EXERCISE GOAL
Exactly and in full, give the records again.

INFORMATION SHOWN
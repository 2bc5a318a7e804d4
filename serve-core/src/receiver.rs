//! Receiver interception analysis.
//!
//! Given a simulated serve, finds the best point for the receiver to meet the
//! ball and derives the movement, timing and difficulty numbers the host
//! displays.
//!
//! ## Interception search
//!
//! Every sampled point after the first bounce is a candidate. Each candidate
//! gets a weighted score from three factors:
//!
//! - **Height**: contact near waist height is playable, ankle or shoulder
//!   height is not
//! - **Distance**: the shorter the run, the better the receiver's balance
//! - **Timing**: spare time on arrival is rewarded (saturating, being very
//!   early buys nothing), arriving late is heavily penalized
//!
//! The weights put reachability first, economy of movement second and contact
//! height last.

use crate::types::{
    constants, AnalysisResult, Difficulty, ReceiverMovement, ServeConfig, TrajectoryData, Vec3,
};

/// Contact height the receiver prefers (m)
const IDEAL_CONTACT_HEIGHT: f64 = 1.0;

/// Spare time beyond which an earlier arrival stops improving the score (s)
const BUFFER_SATURATION: f64 = 0.25;

/// Score assigned to a candidate the receiver cannot reach in time
const UNREACHABLE_PENALTY: f64 = -20.0;

/// How far from the ball the receiver stops, on the side they approach from (m)
const LATERAL_OFFSET: f64 = 1.0;

/// Frames in the precomputed movement path
const PATH_FRAMES: usize = 30;

/// Slack for the reachability comparison (m)
const REACH_EPSILON: f64 = 1e-6;

/// Scoring weights for the interception search.
///
/// Defaults prioritize reachability and minimal movement over contact height.
#[derive(Debug, Clone)]
pub struct InterceptionWeights {
    pub height: f64,
    pub distance: f64,
    pub buffer: f64,
}

impl Default for InterceptionWeights {
    fn default() -> Self {
        Self {
            height: 1.5,
            distance: 8.0,
            buffer: 10.0,
        }
    }
}

/// Receiver movement and timing analyzer.
pub struct ReceiverAnalyzer {
    weights: InterceptionWeights,
}

impl ReceiverAnalyzer {
    pub fn new() -> Self {
        Self {
            weights: InterceptionWeights::default(),
        }
    }

    pub fn with_weights(weights: InterceptionWeights) -> Self {
        Self { weights }
    }

    /// Analyze a simulated serve from the receiver's point of view.
    pub fn analyze(&self, trajectory: &TrajectoryData, config: &ServeConfig) -> AnalysisResult {
        let start = Vec3::new(config.receiver_position_x, 0.0, config.receiver_position_z);

        // A netted serve never reaches the receiver: no movement to plan.
        let bounce_index = match trajectory.first_bounce_index() {
            Some(index) => index,
            None => return Self::stationary(start, trajectory, config),
        };

        // Score every post-bounce sample. The depth coordinate is clamped to
        // the receiver's stance; backing up past the baseline is not a play.
        let mut best_index = bounce_index + 1;
        let mut best_score = f64::NEG_INFINITY;
        for index in (bounce_index + 1)..trajectory.points.len() {
            let point = &trajectory.points[index];
            let candidate = Vec3::new(point.x, 0.0, point.z.min(start.z));

            let distance = start.horizontal_distance(&candidate);
            let travel_time = if distance < constants::EPSILON {
                0.0
            } else {
                distance / config.receiver_speed
            };
            let arrival_time = config.reaction_delay + travel_time;
            let buffer = trajectory.time_of(index) - arrival_time;

            let height_score = 1.0 - (point.y - IDEAL_CONTACT_HEIGHT).abs();
            let distance_score = -distance;
            let buffer_score = if buffer >= 0.0 {
                buffer.min(BUFFER_SATURATION)
            } else {
                UNREACHABLE_PENALTY
            };

            let score = self.weights.height * height_score
                + self.weights.distance * distance_score
                + self.weights.buffer * buffer_score;
            if score > best_score {
                best_score = score;
                best_index = index;
            }
        }

        let ball_point = &trajectory.points[best_index];
        let intercept_z = ball_point.z.min(start.z);

        // Stop beside the ball, not on top of it.
        let side = if start.x >= ball_point.x { 1.0 } else { -1.0 };
        let target = Vec3::new(ball_point.x + side * LATERAL_OFFSET, 0.0, intercept_z);

        let lateral_travel = (target.x - start.x).abs();
        let depth_travel = (target.z - start.z).abs();
        let total_distance = start.horizontal_distance(&target);

        let receive_time = trajectory.time_of(best_index);
        let effective_time = (receive_time - config.reaction_delay).max(0.0);
        let required_speed = if total_distance < constants::EPSILON {
            0.0
        } else if effective_time <= 0.0 {
            f64::INFINITY
        } else {
            total_distance / effective_time
        };

        let travel_time = if total_distance < constants::EPSILON {
            0.0
        } else {
            total_distance / config.receiver_speed
        };
        let arrival_time = config.reaction_delay + travel_time;
        let timing_buffer = receive_time - arrival_time;
        let can_reach =
            total_distance <= config.receiver_speed * effective_time + REACH_EPSILON;

        AnalysisResult {
            receiver_start: start,
            receiver_target: target,
            lateral_travel,
            depth_travel,
            total_distance,
            receive_time,
            effective_time,
            required_speed,
            timing_buffer,
            difficulty: Difficulty::from_required_speed(required_speed),
            post_bounce_travel: trajectory.post_bounce_travel,
            post_bounce_velocity: trajectory.post_bounce_velocity,
            movement: Self::build_movement(
                start,
                target,
                config.reaction_delay,
                arrival_time,
                receive_time,
                can_reach,
            ),
        }
    }

    /// Result for a serve the receiver never has to play (net impact): the
    /// receiver holds their stance, with all movement numbers at zero.
    fn stationary(start: Vec3, trajectory: &TrajectoryData, config: &ServeConfig) -> AnalysisResult {
        let receive_time = trajectory.time_to_first_bounce;
        let effective_time = (receive_time - config.reaction_delay).max(0.0);

        AnalysisResult {
            receiver_start: start,
            receiver_target: start,
            lateral_travel: 0.0,
            depth_travel: 0.0,
            total_distance: 0.0,
            receive_time,
            effective_time,
            required_speed: 0.0,
            timing_buffer: receive_time - config.reaction_delay,
            difficulty: Difficulty::RelativelyEasy,
            post_bounce_travel: trajectory.post_bounce_travel,
            post_bounce_velocity: trajectory.post_bounce_velocity,
            movement: Self::build_movement(
                start,
                start,
                config.reaction_delay,
                config.reaction_delay,
                receive_time,
                true,
            ),
        }
    }

    /// Precompute the animation path: hold for the reaction delay, ease from
    /// the stance to the target, hold at the target until the ball arrives.
    fn build_movement(
        start: Vec3,
        target: Vec3,
        reaction_delay: f64,
        arrival_time: f64,
        ball_arrival: f64,
        can_reach: bool,
    ) -> ReceiverMovement {
        let duration = arrival_time.max(ball_arrival);
        let span = arrival_time - reaction_delay;

        let mut path = Vec::with_capacity(PATH_FRAMES);
        for frame in 0..PATH_FRAMES {
            let t = duration * frame as f64 / (PATH_FRAMES - 1) as f64;
            let position = if t <= reaction_delay {
                start
            } else if t < arrival_time && span > constants::EPSILON {
                start.lerp(&target, ease_in_out((t - reaction_delay) / span))
            } else {
                target
            };
            path.push(position);
        }

        ReceiverMovement {
            start,
            target,
            path,
            arrival_time,
            can_reach,
        }
    }
}

impl Default for ReceiverAnalyzer {
    fn default() -> Self {
        Self::new()
    }
}

/// Smoothstep ease-in-out on [0, 1].
fn ease_in_out(u: f64) -> f64 {
    let u = u.clamp(0.0, 1.0);
    u * u * (3.0 - 2.0 * u)
}

// =============================================================================
// Tests
// =============================================================================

RESULT OF THE EXERCISE
repository 2bc5a318a7e804d4
filename serve-core/src/receiver.rs
//! Receiver interception analysis.
//!
//! Given a simulated serve, finds the best point for the receiver to meet the
//! ball and derives the movement, timing and difficulty numbers the host
//! displays.
//!
//! ## Interception search
//!
//! Every sampled point after the first bounce is a candidate. Each candidate
//! gets a weighted score from three factors:
//!
//! - **Height**: contact near waist height is playable, ankle or shoulder
//!   height is not
//! - **Distance**: the shorter the run, the better the receiver's balance
//! - **Timing**: spare time on arrival is rewarded (saturating, being very
//!   early buys nothing), arriving late is heavily penalized
//!
//! The weights put reachability first, economy of movement second and contact
//! height last.

use crate::types::{
    constants, AnalysisResult, Difficulty, ReceiverMovement, ServeConfig, TrajectoryData, Vec3,
};

/// Contact height the receiver prefers (m)
const IDEAL_CONTACT_HEIGHT: f64 = 1.0;

/// Spare time beyond which an earlier arrival stops improving the score (s)
const BUFFER_SATURATION: f64 = 0.25;

/// Score assigned to a candidate the receiver cannot reach in time
const UNREACHABLE_PENALTY: f64 = -20.0;

/// How far from the ball the receiver stops, on the side they approach from (m)
const LATERAL_OFFSET: f64 = 1.0;

/// Frames in the precomputed movement path
const PATH_FRAMES: usize = 30;

/// Slack for the reachability comparison (m)
const REACH_EPSILON: f64 = 1e-6;

/// Scoring weights for the interception search.
///
/// Defaults prioritize reachability and minimal movement over contact height.
#[derive(Debug, Clone)]
pub struct InterceptionWeights {
    pub height: f64,
    pub distance: f64,
    pub buffer: f64,
}

impl Default for InterceptionWeights {
    fn default() -> Self {
        Self {
            height: 1.5,
            distance: 8.0,
            buffer: 10.0,
        }
    }
}

/// Receiver movement and timing analyzer.
pub struct ReceiverAnalyzer {
    weights: InterceptionWeights,
}

impl ReceiverAnalyzer {
    pub fn new() -> Self {
        Self {
            weights: InterceptionWeights::default(),
        }
    }

    pub fn with_weights(weights: InterceptionWeights) -> Self {
        Self { weights }
    }

    /// Analyze a simulated serve from the receiver's point of view.
    pub fn analyze(&self, trajectory: &TrajectoryData, config: &ServeConfig) -> AnalysisResult {
        let start = Vec3::new(config.receiver_position_x, 0.0, config.receiver_position_z);

        // A netted serve never reaches the receiver: no movement to plan.
        let bounce_index = match trajectory.first_bounce_index() {
            Some(index) => index,
            None => return Self::stationary(start, trajectory, config),
        };

        // Score every post-bounce sample. The depth coordinate is clamped to
        // the receiver's stance; backing up past the baseline is not a play.
        let mut best_index = bounce_index + 1;
        let mut best_score = f64::NEG_INFINITY;
        for index in (bounce_index + 1)..trajectory.points.len() {
            let point = &trajectory.points[index];
            let candidate = Vec3::new(point.x, 0.0, point.z.min(start.z));

            let distance = start.horizontal_distance(&candidate);
            let travel_time = if distance < constants::EPSILON {
                0.0
            } else {
                distance / config.receiver_speed
            };
            let arrival_time = config.reaction_delay + travel_time;
            let buffer = trajectory.time_of(index) - arrival_time;

            let height_score = 1.0 - (point.y - IDEAL_CONTACT_HEIGHT).abs();
            let distance_score = -distance;
            let buffer_score = if buffer >= 0.0 {
                buffer.min(BUFFER_SATURATION)
            } else {
                UNREACHABLE_PENALTY
            };

            let score = self.weights.height * height_score
                + self.weights.distance * distance_score
                + self.weights.buffer * buffer_score;
            if score > best_score {
                best_score = score;
                best_index = index;
            }
        }

        let ball_point = &trajectory.points[best_index];
        let intercept_z = ball_point.z.min(start.z);

        // Stop beside the ball, not on top of it.
        let side = if start.x >= ball_point.x { 1.0 } else { -1.0 };
        let target = Vec3::new(ball_point.x + side * LATERAL_OFFSET, 0.0, intercept_z);

        let lateral_travel = (target.x - start.x).abs();
        let depth_travel = (target.z - start.z).abs();
        let total_distance = start.horizontal_distance(&target);

        let receive_time = trajectory.time_of(best_index);
        let effective_time = (receive_time - config.reaction_delay).max(0.0);
        let required_speed = if total_distance < constants::EPSILON {
            0.0
        } else if effective_time <= 0.0 {
            f64::INFINITY
        } else {
            total_distance / effective_time
        };

        let travel_time = if total_distance < constants::EPSILON {
            0.0
        } else {
            total_distance / config.receiver_speed
        };
        let arrival_time = config.reaction_delay + travel_time;
        let timing_buffer = receive_time - arrival_time;
        let can_reach =
            total_distance <= config.receiver_speed * effective_time + REACH_EPSILON;

        AnalysisResult {
            receiver_start: start,
            receiver_target: target,
            lateral_travel,
            depth_travel,
            total_distance,
            receive_time,
            effective_time,
            required_speed,
            timing_buffer,
            difficulty: Difficulty::from_required_speed(required_speed),
            post_bounce_travel: trajectory.post_bounce_travel,
            post_bounce_velocity: trajectory.post_bounce_velocity,
            movement: Self::build_movement(
                start,
                target,
                config.reaction_delay,
                arrival_time,
                receive_time,
                can_reach,
            ),
        }
    }

    /// Result for a serve the receiver never has to play (net impact): the
    /// receiver holds their stance, with all movement numbers at zero.
    fn stationary(start: Vec3, trajectory: &TrajectoryData, config: &ServeConfig) -> AnalysisResult {
        let receive_time = trajectory.time_to_first_bounce;
        let effective_time = (receive_time - config.reaction_delay).max(0.0);

        AnalysisResult {
            receiver_start: start,
            receiver_target: start,
            lateral_travel: 0.0,
            depth_travel: 0.0,
            total_distance: 0.0,
            receive_time,
            effective_time,
            required_speed: 0.0,
            timing_buffer: receive_time - config.reaction_delay,
            difficulty: Difficulty::RelativelyEasy,
            post_bounce_travel: trajectory.post_bounce_travel,
            post_bounce_velocity: trajectory.post_bounce_velocity,
            movement: Self::build_movement(
                start,
                start,
                config.reaction_delay,
                config.reaction_delay,
                receive_time,
                true,
            ),
        }
    }

    /// Precompute the animation path: hold for the reaction delay, ease from
    /// the stance to the target, hold at the target until the ball arrives.
    fn build_movement(
        start: Vec3,
        target: Vec3,
        reaction_delay: f64,
        arrival_time: f64,
        ball_arrival: f64,
        can_reach: bool,
    ) -> ReceiverMovement {
        let duration = arrival_time.max(ball_arrival);
        let span = arrival_time - reaction_delay;

        let mut path = Vec::with_capacity(PATH_FRAMES);
        for frame in 0..PATH_FRAMES {
            let t = duration * frame as f64 / (PATH_FRAMES - 1) as f64;
            let position = if t <= reaction_delay {
                start
            } else if t < arrival_time && span > constants::EPSILON {
                start.lerp(&target, ease_in_out((t - reaction_delay) / span))
            } else {
                target
            };
            path.push(position);
        }

        ReceiverMovement {
            start,
            target,
            path,
            arrival_time,
            can_reach,
        }
    }
}

impl Default for ReceiverAnalyzer {
    fn default() -> Self {
        Self::new()
    }
}

/// Smoothstep ease-in-out on [0, 1].
fn ease_in_out(u: f64) -> f64 {
    let u = u.clamp(0.0, 1.0);
    u * u * (3.0 - 2.0 * u)
}

// =============================================================================
// Tests
// =============================================================================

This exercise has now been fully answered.